■ **The problem**:
From the records that follow, copy every line in which "does" appears.

Stored data entries:
__________________________________________________
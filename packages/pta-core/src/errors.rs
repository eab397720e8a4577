//! Error types for pta-core
//!
//! Contract violations (indices that were never allocated, merge chains that
//! do not terminate) are reported here. "Not found" lookups are `Option`s,
//! and "unknown" points-to results are a query outcome, not an error.

use crate::config::error::ConfigError;
use crate::features::points_to::domain::node::NodeIndex;
use thiserror::Error;

/// Main error type for pta-core operations
#[derive(Debug, Error)]
pub enum PtaError {
    /// A node index that the node space never handed out
    #[error("Unknown node index {index} (only {allocated} nodes allocated)")]
    UnknownNode { index: NodeIndex, allocated: usize },

    /// Following representatives from `index` did not reach a fixed point
    #[error("Merge chain starting at node {index} does not terminate")]
    MergeChainCycle { index: NodeIndex },

    /// ADDR_OF whose location is a value node; only objects have addresses
    #[error("Address of node {node} taken, but it is not an object")]
    AddressOfValue { node: NodeIndex },

    /// A function record was requested for a node that is not a function object
    #[error("Node {0} is not a function object")]
    NotAFunction(NodeIndex),

    /// A query was issued before any solve completed
    #[error("Points-to graph queried before solving")]
    NotSolved,

    /// Configuration error
    #[error("Configuration error: {0}")]
    Config(#[from] ConfigError),

    /// IO error
    #[error("IO error: {0}")]
    Io(#[from] std::io::Error),

    /// JSON export error
    #[error("JSON error: {0}")]
    Json(#[from] serde_json::Error),
}

impl PtaError {
    /// Create an unknown-node error
    pub fn unknown_node(index: NodeIndex, allocated: usize) -> Self {
        PtaError::UnknownNode { index, allocated }
    }
}

/// Result type alias for pta-core operations
pub type Result<T> = std::result::Result<T, PtaError>;

#[cfg(test)]
mod tests {
    use super::*;

    #[test]
    fn test_error_messages() {
        let err = PtaError::unknown_node(42, 10);
        assert_eq!(
            err.to_string(),
            "Unknown node index 42 (only 10 nodes allocated)"
        );

        let err = PtaError::MergeChainCycle { index: 7 };
        assert!(err.to_string().contains("does not terminate"));
    }

    #[test]
    fn test_config_error_conversion() {
        let err: PtaError = ConfigError::PointerSize(3).into();
        assert!(matches!(err, PtaError::Config(_)));
    }
}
__________________________________________________
■ **Result of this task**:
    #[error("Merge chain starting at node {index} does not terminate")]
        assert!(err.to_string().contains("does not terminate"));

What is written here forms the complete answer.